(Records from a dataset)
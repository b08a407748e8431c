use assert_cmd::Command;
use predicates::prelude::*;
use serde_json::{json, Value};
use std::fs;
use std::path::Path;
use tempfile::TempDir;

fn gradz_cmd(temp: &TempDir) -> Command {
    let mut cmd = Command::cargo_bin("gradz").unwrap();
    cmd.env("GRADZ_COLLECTION", temp.path().join("collection.json"))
        .env("GRADZ_CONFIG_DIR", temp.path().join("config"));
    cmd
}

fn write_collection(dir: &Path, collection: &Value) {
    fs::write(
        dir.join("collection.json"),
        serde_json::to_string_pretty(collection).unwrap(),
    )
    .unwrap();
}

fn read_collection(dir: &Path) -> Value {
    serde_json::from_str(&fs::read_to_string(dir.join("collection.json")).unwrap()).unwrap()
}

fn sample_collection() -> Value {
    json!({
        "notes": [
            {
                "id": 1,
                "fields": ["Bonjour", "Hello"],
                "tags": ["foo", "Hard"],
                "updated_at": "2026-01-01T00:00:00Z"
            },
            {
                "id": 2,
                "fields": ["Merci", "Thanks"],
                "tags": [],
                "updated_at": "2026-01-01T00:00:00Z"
            }
        ],
        "cards": [
            {
                "id": 101,
                "note_id": 1,
                "deck": "French",
                "lapses": 0,
                "interval": 95,
                "ease": 2600,
                "reps": 12
            },
            {
                "id": 102,
                "note_id": 2,
                "deck": "French",
                "lapses": 6,
                "interval": 2,
                "ease": 2100,
                "reps": 8
            }
        ]
    })
}

#[test]
fn test_tag_assigns_and_reports_count() {
    let temp = TempDir::new().unwrap();
    write_collection(temp.path(), &sample_collection());

    gradz_cmd(&temp)
        .args(["tag"])
        .assert()
        .success()
        .stdout(predicate::str::contains("Assigned difficulty tags to 2 notes."));

    let collection = read_collection(temp.path());
    let notes = collection["notes"].as_array().unwrap();

    // Note 1: interval 95 -> VeryEasy; stale Hard removed, foo kept.
    assert_eq!(notes[0]["tags"], json!(["foo", "VeryEasy"]));
    // Note 2: 6 lapses -> VeryHard.
    assert_eq!(notes[1]["tags"], json!(["VeryHard"]));
}

#[test]
fn test_tag_is_idempotent_across_runs() {
    let temp = TempDir::new().unwrap();
    write_collection(temp.path(), &sample_collection());

    gradz_cmd(&temp).args(["tag"]).assert().success();
    let first = read_collection(temp.path());

    gradz_cmd(&temp)
        .args(["tag"])
        .assert()
        .success()
        .stdout(predicate::str::contains("2 notes"));
    let second = read_collection(temp.path());

    assert_eq!(first["notes"][0]["tags"], second["notes"][0]["tags"]);
    assert_eq!(first["notes"][1]["tags"], second["notes"][1]["tags"]);
}

#[test]
fn test_tag_empty_collection_reports_no_match() {
    let temp = TempDir::new().unwrap();
    write_collection(temp.path(), &json!({"notes": [], "cards": []}));

    gradz_cmd(&temp)
        .args(["tag"])
        .assert()
        .success()
        .stdout(predicate::str::contains("No cards matched the search."));
}

#[test]
fn test_tag_with_query_narrows_selection() {
    let temp = TempDir::new().unwrap();
    write_collection(temp.path(), &sample_collection());

    gradz_cmd(&temp)
        .args(["tag", "tag:foo"])
        .assert()
        .success()
        .stdout(predicate::str::contains("Assigned difficulty tags to 1 note."));

    let collection = read_collection(temp.path());
    // Note 2 was outside the query and stays untagged.
    assert_eq!(collection["notes"][1]["tags"], json!([]));
}

#[test]
fn test_tag_respects_saved_thresholds() {
    let temp = TempDir::new().unwrap();
    write_collection(temp.path(), &sample_collection());

    // Raise the VeryEasy interval bound past note 1's interval of 95; with
    // ease 2600 < 2800 the card falls through to the Easy conjunction.
    gradz_cmd(&temp)
        .args(["config", "very_easy_ivl_min", "100"])
        .assert()
        .success()
        .stdout(predicate::str::contains("very_easy_ivl_min set to 100"));

    gradz_cmd(&temp).args(["tag"]).assert().success();

    let collection = read_collection(temp.path());
    assert_eq!(collection["notes"][0]["tags"], json!(["foo", "Easy"]));
}

#[test]
fn test_config_show_reset_roundtrip() {
    let temp = TempDir::new().unwrap();

    gradz_cmd(&temp)
        .args(["config", "hard_lapses_min", "7"])
        .assert()
        .success();

    gradz_cmd(&temp)
        .args(["config", "hard_lapses_min"])
        .assert()
        .success()
        .stdout(predicate::str::contains("7"));

    gradz_cmd(&temp)
        .args(["config", "--reset"])
        .assert()
        .success()
        .stdout(predicate::str::contains("reset"));

    gradz_cmd(&temp)
        .args(["config", "hard_lapses_min"])
        .assert()
        .success()
        .stdout(predicate::str::contains("3"));
}

#[test]
fn test_config_show_all_is_grouped() {
    let temp = TempDir::new().unwrap();

    gradz_cmd(&temp)
        .args(["config"])
        .assert()
        .success()
        .stdout(predicate::str::contains("Very Hard"))
        .stdout(predicate::str::contains("very_easy_ease_min_pct  = 280"));
}

#[test]
fn test_list_shows_assigned_tags() {
    let temp = TempDir::new().unwrap();
    write_collection(temp.path(), &sample_collection());

    gradz_cmd(&temp).args(["tag"]).assert().success();

    gradz_cmd(&temp)
        .args(["list"])
        .assert()
        .success()
        .stdout(predicate::str::contains("Bonjour"))
        .stdout(predicate::str::contains("VeryEasy"))
        .stdout(predicate::str::contains("VeryHard"));
}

**Problem to work on:** Transcribe each of the records above exactly.

**Output of the task:**
repository b08a407748e8431c
use assert_cmd::Command;
use predicates::prelude::*;
use serde_json::{json, Value};
use std::fs;
use std::path::Path;
use tempfile::TempDir;

fn gradz_cmd(temp: &TempDir) -> Command {
    let mut cmd = Command::cargo_bin("gradz").unwrap();
    cmd.env("GRADZ_COLLECTION", temp.path().join("collection.json"))
        .env("GRADZ_CONFIG_DIR", temp.path().join("config"));
    cmd
}

fn write_collection(dir: &Path, collection: &Value) {
    fs::write(
        dir.join("collection.json"),
        serde_json::to_string_pretty(collection).unwrap(),
    )
    .unwrap();
}

fn read_collection(dir: &Path) -> Value {
    serde_json::from_str(&fs::read_to_string(dir.join("collection.json")).unwrap()).unwrap()
}

fn sample_collection() -> Value {
    json!({
        "notes": [
            {
                "id": 1,
                "fields": ["Bonjour", "Hello"],
                "tags": ["foo", "Hard"],
                "updated_at": "2026-01-01T00:00:00Z"
            },
            {
                "id": 2,
                "fields": ["Merci", "Thanks"],
                "tags": [],
                "updated_at": "2026-01-01T00:00:00Z"
            }
        ],
        "cards": [
            {
                "id": 101,
                "note_id": 1,
                "deck": "French",
                "lapses": 0,
                "interval": 95,
                "ease": 2600,
                "reps": 12
            },
            {
                "id": 102,
                "note_id": 2,
                "deck": "French",
                "lapses": 6,
                "interval": 2,
                "ease": 2100,
                "reps": 8
            }
        ]
    })
}

#[test]
fn test_tag_assigns_and_reports_count() {
    let temp = TempDir::new().unwrap();
    write_collection(temp.path(), &sample_collection());

    gradz_cmd(&temp)
        .args(["tag"])
        .assert()
        .success()
        .stdout(predicate::str::contains("Assigned difficulty tags to 2 notes."));

    let collection = read_collection(temp.path());
    let notes = collection["notes"].as_array().unwrap();

    // Note 1: interval 95 -> VeryEasy; stale Hard removed, foo kept.
    assert_eq!(notes[0]["tags"], json!(["foo", "VeryEasy"]));
    // Note 2: 6 lapses -> VeryHard.
    assert_eq!(notes[1]["tags"], json!(["VeryHard"]));
}

#[test]
fn test_tag_is_idempotent_across_runs() {
    let temp = TempDir::new().unwrap();
    write_collection(temp.path(), &sample_collection());

    gradz_cmd(&temp).args(["tag"]).assert().success();
    let first = read_collection(temp.path());

    gradz_cmd(&temp)
        .args(["tag"])
        .assert()
        .success()
        .stdout(predicate::str::contains("2 notes"));
    let second = read_collection(temp.path());

    assert_eq!(first["notes"][0]["tags"], second["notes"][0]["tags"]);
    assert_eq!(first["notes"][1]["tags"], second["notes"][1]["tags"]);
}

#[test]
fn test_tag_empty_collection_reports_no_match() {
    let temp = TempDir::new().unwrap();
    write_collection(temp.path(), &json!({"notes": [], "cards": []}));

    gradz_cmd(&temp)
        .args(["tag"])
        .assert()
        .success()
        .stdout(predicate::str::contains("No cards matched the search."));
}

#[test]
fn test_tag_with_query_narrows_selection() {
    let temp = TempDir::new().unwrap();
    write_collection(temp.path(), &sample_collection());

    gradz_cmd(&temp)
        .args(["tag", "tag:foo"])
        .assert()
        .success()
        .stdout(predicate::str::contains("Assigned difficulty tags to 1 note."));

    let collection = read_collection(temp.path());
    // Note 2 was outside the query and stays untagged.
    assert_eq!(collection["notes"][1]["tags"], json!([]));
}

#[test]
fn test_tag_respects_saved_thresholds() {
    let temp = TempDir::new().unwrap();
    write_collection(temp.path(), &sample_collection());

    // Raise the VeryEasy interval bound past note 1's interval of 95; with
    // ease 2600 < 2800 the card falls through to the Easy conjunction.
    gradz_cmd(&temp)
        .args(["config", "very_easy_ivl_min", "100"])
        .assert()
        .success()
        .stdout(predicate::str::contains("very_easy_ivl_min set to 100"));

    gradz_cmd(&temp).args(["tag"]).assert().success();

    let collection = read_collection(temp.path());
    assert_eq!(collection["notes"][0]["tags"], json!(["foo", "Easy"]));
}

#[test]
fn test_config_show_reset_roundtrip() {
    let temp = TempDir::new().unwrap();

    gradz_cmd(&temp)
        .args(["config", "hard_lapses_min", "7"])
        .assert()
        .success();

    gradz_cmd(&temp)
        .args(["config", "hard_lapses_min"])
        .assert()
        .success()
        .stdout(predicate::str::contains("7"));

    gradz_cmd(&temp)
        .args(["config", "--reset"])
        .assert()
        .success()
        .stdout(predicate::str::contains("reset"));

    gradz_cmd(&temp)
        .args(["config", "hard_lapses_min"])
        .assert()
        .success()
        .stdout(predicate::str::contains("3"));
}

#[test]
fn test_config_show_all_is_grouped() {
    let temp = TempDir::new().unwrap();

    gradz_cmd(&temp)
        .args(["config"])
        .assert()
        .success()
        .stdout(predicate::str::contains("Very Hard"))
        .stdout(predicate::str::contains("very_easy_ease_min_pct  = 280"));
}

#[test]
fn test_list_shows_assigned_tags() {
    let temp = TempDir::new().unwrap();
    write_collection(temp.path(), &sample_collection());

    gradz_cmd(&temp).args(["tag"]).assert().success();

    gradz_cmd(&temp)
        .args(["list"])
        .assert()
        .success()
        .stdout(predicate::str::contains("Bonjour"))
        .stdout(predicate::str::contains("VeryEasy"))
        .stdout(predicate::str::contains("VeryHard"));
}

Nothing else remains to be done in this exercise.